EXERCISE DATA START

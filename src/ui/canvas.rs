// Copyright (c) 2025, Jason Jenkins
// SPDX-License-Identifier: BSD-3-Clause

//! Live preview canvas.
//!
//! Paints the photo, text box and overlay text from the preview layout, and
//! feeds the window's pointer and touch events to the interaction
//! controller in arrival order.

use crate::interaction::{
    hit_test, ContainerSize, Gesture, GestureContext, HitTarget, InteractionController,
    PointerEvent, PointerPos, PointerSource,
};
use crate::models::export_config::FitMode;
use crate::models::overlay::{OverlayGeometry, ResizeHandle};
use crate::models::post::PostDraft;
use crate::render::fonts::FontBook;
use crate::render::preview::{self, PreviewLayout};
use egui::{Color32, CursorIcon, Event, Pos2, Rect, Stroke, TouchPhase};

const HANDLE_RADIUS: f32 = 6.0;

/// Result of one canvas frame.
pub enum CanvasAction {
    None,
    OpenImage,
    /// The geometry changed this frame.
    GeometryChanged,
}

/// Everything the canvas reads.
pub struct CanvasInput<'a> {
    pub texture: Option<&'a egui::TextureHandle>,
    pub image_size: Option<(u32, u32)>,
    pub draft: &'a PostDraft,
    pub fonts: &'a FontBook,
    pub loading: Option<&'a str>,
}

/// Display the preview and handle gestures. `preview_width` receives the
/// width of the preview container, which the export needs for scaling.
pub fn show(
    ui: &mut egui::Ui,
    input: CanvasInput<'_>,
    geometry: &mut OverlayGeometry,
    controller: &mut InteractionController,
    preview_width: &mut f32,
) -> CanvasAction {
    let mut action = CanvasAction::None;
    let available = ui.available_rect_before_wrap().shrink(8.0);
    let layout = preview::layout(available, input.image_size, geometry, input.draft, input.fonts);
    *preview_width = layout.container.width();

    ui.allocate_rect(layout.container, egui::Sense::click_and_drag());
    let painter = ui.painter_at(layout.container);
    painter.rect_filled(layout.container, 8.0, Color32::from_gray(40));

    match (input.texture, layout.image) {
        (Some(texture), Some(image)) => {
            painter.image(texture.id(), image.rect, image.uv, Color32::WHITE);
            draw_text(&painter, &layout, input.draft);
            draw_box(&painter, &layout, controller.active());

            let container = ContainerSize {
                width: layout.container.width() as f64,
                height: layout.container.height() as f64,
            };
            let context = GestureContext {
                image_loaded: true,
                fit_mode: input.draft.export().fit_mode,
            };
            let mut changed = false;
            for event in pointer_events(ui, &layout, geometry, context) {
                changed |= controller.handle(event, context, container, geometry);
            }
            if changed {
                action = CanvasAction::GeometryChanged;
                ui.ctx().request_repaint();
            }
            set_cursor(ui, &layout, geometry, context, controller);
        }
        _ => {
            if controller.active().is_some() {
                controller.end();
            }
            if show_placeholder(ui, layout.container, input.loading) {
                action = CanvasAction::OpenImage;
            }
        }
    }

    painter.rect_stroke(layout.container, 8.0, Stroke::new(1.0, Color32::from_gray(90)));
    action
}

/// Translate this frame's raw input into controller events.
fn pointer_events(
    ui: &egui::Ui,
    layout: &PreviewLayout,
    geometry: &OverlayGeometry,
    context: GestureContext,
) -> Vec<PointerEvent> {
    let origin = layout.container.min;
    let container = ContainerSize {
        width: layout.container.width() as f64,
        height: layout.container.height() as f64,
    };
    let layer = ui.layer_id();
    let ctx = ui.ctx().clone();
    let relative = |pos: Pos2| PointerPos::new((pos.x - origin.x) as f64, (pos.y - origin.y) as f64);
    let target_at = |pos: Pos2| {
        if ctx.layer_id_at(pos) != Some(layer) {
            return None;
        }
        hit_test(relative(pos), container, &geometry.text_box, context.image_loaded)
    };

    let events = ui.input(|input| input.events.clone());
    events
        .iter()
        .filter_map(|event| match event {
            Event::PointerButton {
                pos,
                button: egui::PointerButton::Primary,
                pressed: true,
                ..
            } => Some(PointerEvent::Down {
                pos: relative(*pos),
                source: PointerSource::Mouse,
                target: target_at(*pos),
            }),
            Event::PointerButton {
                button: egui::PointerButton::Primary,
                pressed: false,
                ..
            } => Some(PointerEvent::Up {
                source: PointerSource::Mouse,
            }),
            Event::PointerMoved(pos) => Some(PointerEvent::Move {
                pos: relative(*pos),
                source: PointerSource::Mouse,
            }),
            Event::PointerGone | Event::WindowFocused(false) => Some(PointerEvent::Cancel),
            Event::Touch { id, phase, pos, .. } => {
                let source = PointerSource::Touch(id.0);
                Some(match phase {
                    TouchPhase::Start => PointerEvent::Down {
                        pos: relative(*pos),
                        source,
                        target: target_at(*pos),
                    },
                    TouchPhase::Move => PointerEvent::Move {
                        pos: relative(*pos),
                        source,
                    },
                    TouchPhase::End => PointerEvent::Up { source },
                    TouchPhase::Cancel => PointerEvent::Cancel,
                })
            }
            _ => None,
        })
        .collect()
}

fn draw_text(painter: &egui::Painter, layout: &PreviewLayout, draft: &PostDraft) {
    let Some(text) = &layout.text else {
        return;
    };
    let family = FontBook::egui_family(draft.style().font);
    let font_id = egui::FontId::new(text.font_px, family);

    let paint_pass = |offset: egui::Vec2, color: Color32| {
        for line in &text.lines {
            let galley = painter.layout_no_wrap(line.text.clone(), font_id.clone(), color);
            let top_left = Pos2::new(line.left(text.align), line.center_y - galley.size().y / 2.0) + offset;
            painter.galley(top_left, galley, color);
        }
    };
    for extra in &layout.layers {
        paint_pass(extra.offset, extra.color);
    }
    paint_pass(egui::Vec2::ZERO, layout.text_color);
}

fn draw_box(painter: &egui::Painter, layout: &PreviewLayout, active: Option<Gesture>) {
    let rect = layout.text_box;
    let alpha = if active.is_some() { 255 } else { 128 };
    let stroke = Stroke::new(2.0, Color32::from_white_alpha(alpha));
    let corners = [rect.left_top(), rect.right_top(), rect.right_bottom(), rect.left_bottom(), rect.left_top()];
    painter.extend(egui::Shape::dashed_line(&corners, stroke, 6.0, 4.0));

    for (_, center) in &layout.handles {
        painter.circle_filled(*center, HANDLE_RADIUS, Color32::WHITE);
        painter.circle_stroke(*center, HANDLE_RADIUS, Stroke::new(1.0, Color32::from_gray(30)));
    }
}

fn set_cursor(
    ui: &egui::Ui,
    layout: &PreviewLayout,
    geometry: &OverlayGeometry,
    context: GestureContext,
    controller: &InteractionController,
) {
    let icon = match controller.active() {
        Some(Gesture::Dragging) => Some(CursorIcon::Grabbing),
        Some(Gesture::Panning) => Some(CursorIcon::Grabbing),
        Some(Gesture::Resizing(handle)) => Some(resize_cursor(handle)),
        None => ui.ctx().pointer_hover_pos().and_then(|pos| {
            if !layout.container.contains(pos) {
                return None;
            }
            let container = ContainerSize {
                width: layout.container.width() as f64,
                height: layout.container.height() as f64,
            };
            let rel = PointerPos::new(
                (pos.x - layout.container.min.x) as f64,
                (pos.y - layout.container.min.y) as f64,
            );
            match hit_test(rel, container, &geometry.text_box, true)? {
                HitTarget::Handle(handle) => Some(resize_cursor(handle)),
                HitTarget::TextBox => Some(CursorIcon::Move),
                HitTarget::Background if context.fit_mode == FitMode::Fill => Some(CursorIcon::Grab),
                HitTarget::Background => None,
            }
        }),
    };
    if let Some(icon) = icon {
        ui.ctx().set_cursor_icon(icon);
    }
}

fn resize_cursor(handle: ResizeHandle) -> CursorIcon {
    match handle {
        ResizeHandle::NorthWest => CursorIcon::ResizeNorthWest,
        ResizeHandle::NorthEast => CursorIcon::ResizeNorthEast,
        ResizeHandle::SouthWest => CursorIcon::ResizeSouthWest,
        ResizeHandle::SouthEast => CursorIcon::ResizeSouthEast,
        ResizeHandle::North => CursorIcon::ResizeNorth,
        ResizeHandle::South => CursorIcon::ResizeSouth,
        ResizeHandle::East => CursorIcon::ResizeEast,
        ResizeHandle::West => CursorIcon::ResizeWest,
    }
}

/// Empty-state message with an upload button. Returns true when clicked.
fn show_placeholder(ui: &mut egui::Ui, container: Rect, loading: Option<&str>) -> bool {
    let mut clicked = false;
    ui.allocate_ui_at_rect(container, |ui| {
        ui.centered_and_justified(|ui| {
            ui.vertical_centered(|ui| {
                ui.add_space((container.height() / 2.0 - 60.0).max(0.0));
                if let Some(message) = loading {
                    ui.spinner();
                    ui.add_space(10.0);
                    ui.label(egui::RichText::new(message).size(16.0).color(Color32::from_gray(200)));
                    return;
                }
                ui.heading(
                    egui::RichText::new("Upload your image")
                        .size(22.0)
                        .color(Color32::from_gray(200)),
                );
                ui.label(
                    egui::RichText::new("Click the button below to select a photo")
                        .color(Color32::from_gray(150)),
                );
                ui.add_space(12.0);
                clicked = ui.button("⬆ Upload Image").clicked();
            });
        });
    });
    clicked
}
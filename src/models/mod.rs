// Copyright (c) 2025, Jason Jenkins
// SPDX-License-Identifier: BSD-3-Clause

//! Data model for the post editor.

pub mod export_config;
pub mod image_asset;
pub mod overlay;
pub mod post;
pub mod style;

EXERCISE DATA END

ACTIVITY: Your job is to print exactly the lines that run from the top of the entries through the line with "use crate::models::export_config::FitMode;", and no others.

RESPONSE TO THIS EXERCISE:
filename src/ui/canvas.rs
// Copyright (c) 2025, Jason Jenkins
// SPDX-License-Identifier: BSD-3-Clause

//! Live preview canvas.
//!
//! Paints the photo, text box and overlay text from the preview layout, and
//! feeds the window's pointer and touch events to the interaction
//! controller in arrival order.

use crate::interaction::{
    hit_test, ContainerSize, Gesture, GestureContext, HitTarget, InteractionController,
    PointerEvent, PointerPos, PointerSource,
};
use crate::models::export_config::FitMode;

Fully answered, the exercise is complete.